> **What you need to do**
In the records below, find the line with "reading store, and" and the line with "axum::serve(listener, app)". Print both exactly, along with every line between them, and no other line.

> **Collected data entries**
=-=-=-=-=
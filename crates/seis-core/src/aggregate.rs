//! Day and month statistics over readings.
//!
//! Every function here is pure. The same functions back the terminal
//! preview; the SQLite store computes the same shapes in SQL.

use std::collections::BTreeMap;

use serde::{Deserialize, Serialize};

use crate::{
  date::{DateKey, MonthKey, Period},
  reading::Reading,
};

// ─── Summary ─────────────────────────────────────────────────────────────────

/// Running min / max / count. Empty until the first value is pushed.
#[derive(Debug, Clone, Copy, Default, PartialEq)]
pub struct Summary {
  pub min:   Option<f64>,
  pub max:   Option<f64>,
  pub count: u64,
}

impl Summary {
  pub fn push(&mut self, value: f64) {
    self.min = Some(self.min.map_or(value, |m| m.min(value)));
    self.max = Some(self.max.map_or(value, |m| m.max(value)));
    self.count += 1;
  }

  /// Fold another summary in: counts add, extremes combine.
  pub fn merge(&mut self, other: &Summary) {
    if let Some(v) = other.min {
      self.min = Some(self.min.map_or(v, |m| m.min(v)));
    }
    if let Some(v) = other.max {
      self.max = Some(self.max.map_or(v, |m| m.max(v)));
    }
    self.count += other.count;
  }
}

impl FromIterator<f64> for Summary {
  fn from_iter<I: IntoIterator<Item = f64>>(iter: I) -> Self {
    let mut s = Summary::default();
    for v in iter {
      s.push(v);
    }
    s
  }
}

// ─── Stat rows ───────────────────────────────────────────────────────────────

/// Min / max / count for one day that has readings.
#[derive(Debug, Clone, Copy, PartialEq, Serialize, Deserialize)]
pub struct DailyStat {
  pub date:  DateKey,
  pub min:   f64,
  pub max:   f64,
  pub count: u64,
}

impl DailyStat {
  pub fn summary(&self) -> Summary {
    Summary { min: Some(self.min), max: Some(self.max), count: self.count }
  }
}

/// Min / max / count for one month that has readings. Serialised with the
/// month under `date` so day and month rows share a table shape.
#[derive(Debug, Clone, Copy, PartialEq, Serialize, Deserialize)]
pub struct MonthlyStat {
  #[serde(rename = "date")]
  pub month: MonthKey,
  pub min:   f64,
  pub max:   f64,
  pub count: u64,
}

/// Result of a single-period lookup. `min` and `max` are `None` and `count`
/// is 0 when nothing falls in the period.
#[derive(Debug, Clone, PartialEq, Serialize, Deserialize)]
pub struct PeriodStat {
  pub period: String,
  pub min:    Option<f64>,
  pub max:    Option<f64>,
  pub count:  u64,
}

impl PeriodStat {
  pub fn new(period: &Period, summary: Summary) -> Self {
    Self {
      period: period.label(),
      min:    summary.min,
      max:    summary.max,
      count:  summary.count,
    }
  }
}

// ─── Grouping ────────────────────────────────────────────────────────────────

/// Summarise day buckets (see [`ParseOutcome::by_day`]), newest first.
/// Days with an empty bucket have no extremes and are left out.
///
/// [`ParseOutcome::by_day`]: crate::parse::ParseOutcome::by_day
pub fn daily_stats(buckets: &BTreeMap<DateKey, Vec<f64>>) -> Vec<DailyStat> {
  buckets
    .iter()
    .rev()
    .filter_map(|(date, values)| {
      let s: Summary = values.iter().copied().collect();
      Some(DailyStat { date: *date, min: s.min?, max: s.max?, count: s.count })
    })
    .collect()
}

/// Roll day rows up into months, newest first. Counts add; min and max are
/// taken over the member days. Months with no rows never appear.
pub fn monthly_stats(days: &[DailyStat]) -> Vec<MonthlyStat> {
  let mut groups: BTreeMap<MonthKey, Summary> = BTreeMap::new();
  for d in days {
    groups.entry(d.date.month_key()).or_default().merge(&d.summary());
  }
  groups
    .into_iter()
    .rev()
    .filter_map(|(month, s)| {
      Some(MonthlyStat { month, min: s.min?, max: s.max?, count: s.count })
    })
    .collect()
}

/// Min / max / count over the readings that fall in `period`.
pub fn period_stat(readings: &[Reading], period: Period) -> PeriodStat {
  let summary = readings
    .iter()
    .filter(|r| period.contains(r.date))
    .map(|r| r.frequency)
    .collect();
  PeriodStat::new(&period, summary)
}

/// Keep day rows whose `YYYY-MM-DD` text contains `term`.
pub fn filter_daily(days: &[DailyStat], term: &str) -> Vec<DailyStat> {
  let term = term.trim();
  days
    .iter()
    .filter(|d| d.date.to_string().contains(term))
    .copied()
    .collect()
}
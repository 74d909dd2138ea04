//! Error type for `seis-store-sqlite`.

use thiserror::Error;

#[derive(Debug, Error)]
pub enum Error {
  #[error("core error: {0}")]
  Core(#[from] seis_core::Error),

  #[error("database error: {0}")]
  Database(#[from] tokio_rusqlite::Error),

  /// A stored value could not be decoded back into a domain type.
  #[error("corrupt row: {0}")]
  CorruptRow(String),
}

pub type Result<T, E = Error> = std::result::Result<T, E>;
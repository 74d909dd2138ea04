//! The reading, the atomic fact of the store.
//!
//! A reading is one frequency observation on a calendar day. Readings are
//! never updated once stored.

use serde::{Deserialize, Serialize};

use crate::{Error, Result, date::DateKey};

/// Exclusive lower bound for a frequency.
pub const MIN_FREQUENCY: f64 = 0.0;

/// Exclusive upper bound for a frequency.
pub const MAX_FREQUENCY: f64 = 1000.0;

/// Returns `true` for `0 < value < 1000`. NaN and infinities fail.
pub fn is_valid_frequency(value: f64) -> bool {
  value > MIN_FREQUENCY && value < MAX_FREQUENCY
}

/// One `(date, frequency)` observation.
#[derive(Debug, Clone, Copy, PartialEq, Serialize, Deserialize)]
pub struct Reading {
  pub date:      DateKey,
  pub frequency: f64,
}

impl Reading {
  /// Build a reading, rejecting frequencies outside `(0, 1000)`.
  pub fn new(date: DateKey, frequency: f64) -> Result<Self> {
    if !is_valid_frequency(frequency) {
      return Err(Error::FrequencyOutOfRange(frequency));
    }
    Ok(Self { date, frequency })
  }
}
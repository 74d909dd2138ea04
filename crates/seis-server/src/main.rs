//! seis-server binary.
//!
//! Reads `config.toml` (or the path given with `--config`), opens the SQLite
//! reading store, and serves the JSON API under `/api` until Ctrl-C.

use std::{path::PathBuf, sync::Arc};

use anyhow::Context as _;
use clap::Parser;
use seis_core::store::ReadingStore as _;
use seis_server::ServerConfig;
use seis_store_sqlite::SqliteStore;
use tokio::net::TcpListener;
use tracing::level_filters::LevelFilter;
use tracing_subscriber::EnvFilter;

#[derive(Parser)]
#[command(author, version, about = "Seismic reading store server")]
struct Cli {
  /// Path to the TOML configuration file.
  #[arg(short, long, default_value = "config.toml")]
  config: PathBuf,
}

#[tokio::main]
async fn main() -> anyhow::Result<()> {
  // Initialise tracing.
  tracing_subscriber::fmt()
    .with_env_filter(
      EnvFilter::builder()
        .with_default_directive(LevelFilter::INFO.into())
        .from_env_lossy(),
    )
    .init();

  let cli = Cli::parse();

  let server_cfg = ServerConfig::load(&cli.config)
    .with_context(|| format!("failed to load config from {:?}", cli.config))?;

  let store_path = server_cfg.resolved_store_path();
  let store = SqliteStore::open(&store_path)
    .await
    .with_context(|| format!("failed to open store at {store_path:?}"))?;
  let readings = store
    .count_readings()
    .await
    .context("failed to count stored readings")?;
  tracing::info!(path = ?store_path, readings, "store opened");

  let app = seis_server::app(Arc::new(store), &server_cfg);
  let address = server_cfg.address();

  tracing::info!("Listening on http://{address}");
  let listener = TcpListener::bind(&address)
    .await
    .with_context(|| format!("failed to bind {address}"))?;

  axum::serve(listener, app)
    .with_graceful_shutdown(shutdown_signal())
    .await
    .context("server error")?;

  // The store is dropped with the router, closing the connection.
  tracing::info!("server stopped");
  Ok(())
}

async fn shutdown_signal() {
  if let Err(e) = tokio::signal::ctrl_c().await {
    tracing::error!(error = %e, "failed to listen for shutdown signal");
    std::future::pending::<()>().await;
  }
  tracing::info!("shutdown requested");
}
//! Error types for `seis-core`.

use thiserror::Error;

#[derive(Debug, Error)]
pub enum Error {
  #[error("invalid date: {0:?}")]
  InvalidDate(String),

  #[error("invalid month: {0:?}")]
  InvalidMonth(String),

  #[error("frequency {0} is outside the open range (0, 1000)")]
  FrequencyOutOfRange(f64),
}

pub type Result<T, E = Error> = std::result::Result<T, E>;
=-=-=-=-=
> **Written answer**
//! reading store, and serves the JSON API under `/api` until Ctrl-C.

use std::{path::PathBuf, sync::Arc};

use anyhow::Context as _;
use clap::Parser;
use seis_core::store::ReadingStore as _;
use seis_server::ServerConfig;
use seis_store_sqlite::SqliteStore;
use tokio::net::TcpListener;
use tracing::level_filters::LevelFilter;
use tracing_subscriber::EnvFilter;

#[derive(Parser)]
#[command(author, version, about = "Seismic reading store server")]
struct Cli {
  /// Path to the TOML configuration file.
  #[arg(short, long, default_value = "config.toml")]
  config: PathBuf,
}

#[tokio::main]
async fn main() -> anyhow::Result<()> {
  // Initialise tracing.
  tracing_subscriber::fmt()
    .with_env_filter(
      EnvFilter::builder()
        .with_default_directive(LevelFilter::INFO.into())
        .from_env_lossy(),
    )
    .init();

  let cli = Cli::parse();

  let server_cfg = ServerConfig::load(&cli.config)
    .with_context(|| format!("failed to load config from {:?}", cli.config))?;

  let store_path = server_cfg.resolved_store_path();
  let store = SqliteStore::open(&store_path)
    .await
    .with_context(|| format!("failed to open store at {store_path:?}"))?;
  let readings = store
    .count_readings()
    .await
    .context("failed to count stored readings")?;
  tracing::info!(path = ?store_path, readings, "store opened");

  let app = seis_server::app(Arc::new(store), &server_cfg);
  let address = server_cfg.address();

  tracing::info!("Listening on http://{address}");
  let listener = TcpListener::bind(&address)
    .await
    .with_context(|| format!("failed to bind {address}"))?;

  axum::serve(listener, app)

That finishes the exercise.